Design Twitter

Translator: youyun​

Author: labuladong​

​Design Twitter is question 355 on LeetCode. This question is both interesting and practical. It combines both algorithms about ordered linked lists and Object Oriented (OO) design principles. We'll be able to link Twitter functions with algorithms when we look at the requirements.

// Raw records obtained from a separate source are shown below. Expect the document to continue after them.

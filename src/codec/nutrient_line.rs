//! Nutrient tables file lines: `articleId;kcal;fat;carbs;protein[;caffeine]`.

use tracing::debug;

use crate::model::{ArticleId, Product, TableSizeError};

use super::{CodecError, DELIMITER};

const MIN_FIELDS: usize = 5;
const MAX_FIELDS: usize = 6;

/// Writes the nutrient line for a food product, or `None` when there is no table to write.
pub fn encode_nutrients(product: &Product) -> Option<String> {
    let table = product.food()?.nutrient_table()?;
    let mut line = product.id.to_string();
    for value in table.values() {
        line.push(DELIMITER);
        line.push_str(&value.to_string());
    }
    Some(line)
}

/// Applies one line of the nutrient tables file to the matching food product in `products`.
///
/// The line never produces a record of its own. Returns the id whose table was replaced, or
/// `None` when no food product carries that id. A value count that does not fit the product's
/// variant is rejected and leaves the current table untouched.
pub fn decode_nutrient_line(
    line: &str,
    products: &mut [Product],
) -> Result<Option<ArticleId>, CodecError> {
    let fields: Vec<&str> = line.split(DELIMITER).collect();
    if fields.len() < MIN_FIELDS {
        return Err(CodecError::MissingFields(line.to_string()));
    }
    if fields.len() > MAX_FIELDS {
        return Err(CodecError::TooManyFields(line.to_string()));
    }

    let id: u32 = fields[0]
        .trim()
        .parse()
        .map_err(|_| CodecError::NumberFormat(line.to_string()))?;
    let values = fields[1..]
        .iter()
        .map(|field| field.trim().parse::<i32>())
        .collect::<Result<Vec<_>, _>>()
        .map_err(|_| CodecError::NumberFormat(line.to_string()))?;

    let id = ArticleId(id);
    let Some(food) = products
        .iter_mut()
        .filter(|product| product.id == id)
        .find_map(Product::food_mut)
    else {
        debug!(%id, "Nutrient line for unknown food product");
        return Ok(None);
    };

    match food.set_nutrients(&values) {
        Ok(_) => Ok(Some(id)),
        Err(TableSizeError::Missing { .. }) => Err(CodecError::MissingFields(line.to_string())),
        Err(TableSizeError::TooMany { .. }) => Err(CodecError::TooManyFields(line.to_string())),
    }
}

#[cfg(test)]
mod tests {
    use super::*;
    use crate::codec::decode_product;

    fn catalog() -> Vec<Product> {
        [
            "Accessory;10000;Shaker;9.95;Leakproof;1",
            "EnergyDrink;10001;Zap;2.5;Citrus kick;0",
            "ProteinBar;10002;Crunch;1.75;Peanut;8",
        ]
        .into_iter()
        .map(|line| decode_product(line).unwrap())
        .collect()
    }

    #[test]
    fn test_line_replaces_table() {
        let mut products = catalog();
        assert_eq!(
            decode_nutrient_line("10001;110;0;27;0;80", &mut products),
            Ok(Some(ArticleId(10001)))
        );
        assert_eq!(
            decode_nutrient_line("10001;120;1;28;0;75", &mut products),
            Ok(Some(ArticleId(10001)))
        );
        assert_eq!(
            encode_nutrients(&products[1]).as_deref(),
            Some("10001;120;1;28;0;75")
        );
    }

    #[test]
    fn test_field_count_must_fit_variant() {
        let mut products = catalog();
        decode_nutrient_line("10002;200;8;20;20", &mut products).unwrap();

        // A bar takes four values, a drink five
        assert_eq!(
            decode_nutrient_line("10002;1;2;3;4;5", &mut products),
            Err(CodecError::TooManyFields("10002;1;2;3;4;5".into()))
        );
        assert_eq!(
            decode_nutrient_line("10001;110;0;27;0", &mut products),
            Err(CodecError::MissingFields("10001;110;0;27;0".into()))
        );
        assert_eq!(
            decode_nutrient_line("10002;1;2;3", &mut products),
            Err(CodecError::MissingFields("10002;1;2;3".into()))
        );

        assert_eq!(
            products[2].food().unwrap().nutrient_table().unwrap().values(),
            vec![200, 8, 20, 20]
        );
        assert!(products[1].food().unwrap().nutrient_table().is_none());
    }

    #[test]
    fn test_unknown_and_non_food_ids_are_ignored() {
        let mut products = catalog();
        assert_eq!(decode_nutrient_line("19999;1;2;3;4", &mut products), Ok(None));
        assert_eq!(decode_nutrient_line("10000;1;2;3;4", &mut products), Ok(None));
        assert!(products.iter().all(|p| encode_nutrients(p).is_none()));
    }

    #[test]
    fn test_non_integer_values() {
        let mut products = catalog();
        assert_eq!(
            decode_nutrient_line("10002;200;8.5;20;20", &mut products),
            Err(CodecError::NumberFormat("10002;200;8.5;20;20".into()))
        );
        assert_eq!(
            decode_nutrient_line("x;200;8;20;20", &mut products),
            Err(CodecError::NumberFormat("x;200;8;20;20".into()))
        );
    }
}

1. The Question and Use Cases

Twitter is similar to Weibo. We'll focus on the APIs below:

class Twitter {
​
/** user post a tweet */
public void postTweet(int userId, int tweetId) {}
​
/** return the list of IDs of recent tweets,
from the users that the current user follows (including him/herself),
maximum 10 tweets with updated time sorted in descending order */
public List<Integer> getNewsFeed(int userId) {}
​
/** follower will follow the followee,
create the ID if it doesn't exist */
public void follow(int followerId, int followeeId) {}
​
/** follower unfollows the followee,
do nothing if the ID does not exist */
public void unfollow(int followerId, int followeeId) {}
}

Let's look at an user story to understand how to use these APIs:

Twitter twitter = new Twitter();
​
twitter.postTweet(1, 5);
// user 1 posts a tweet with ID 5
​
twitter.getNewsFeed(1);
// return [5]
// Remarks: because each user follows him/herself
​
twitter.follow(1, 2);
// user 1 starts to follow user 2
​
twitter.postTweet(2, 6);
// user 2 posted a tweet with ID 6
​
twitter.getNewsFeed(1);
// return [6, 5]
// Remarks: user 1 follows both user 1 and user 2,
// return the recent tweets from both users,
// with tweet 6 in front of tweet 5 as tweet 6 is more recent
​
twitter.unfollow(1, 2);
// user 1 unfollows user 2
​
twitter.getNewsFeed(1);
// return [5]

This is a common case in our daily life. Take Facebook as an example, when I just added my dream girl as friend on Facebook, I'll see her recent posts in my refreshed feeds, sorted in descending order. The difference is Twitter is uni-directional, while Facebook friends are bi-directional.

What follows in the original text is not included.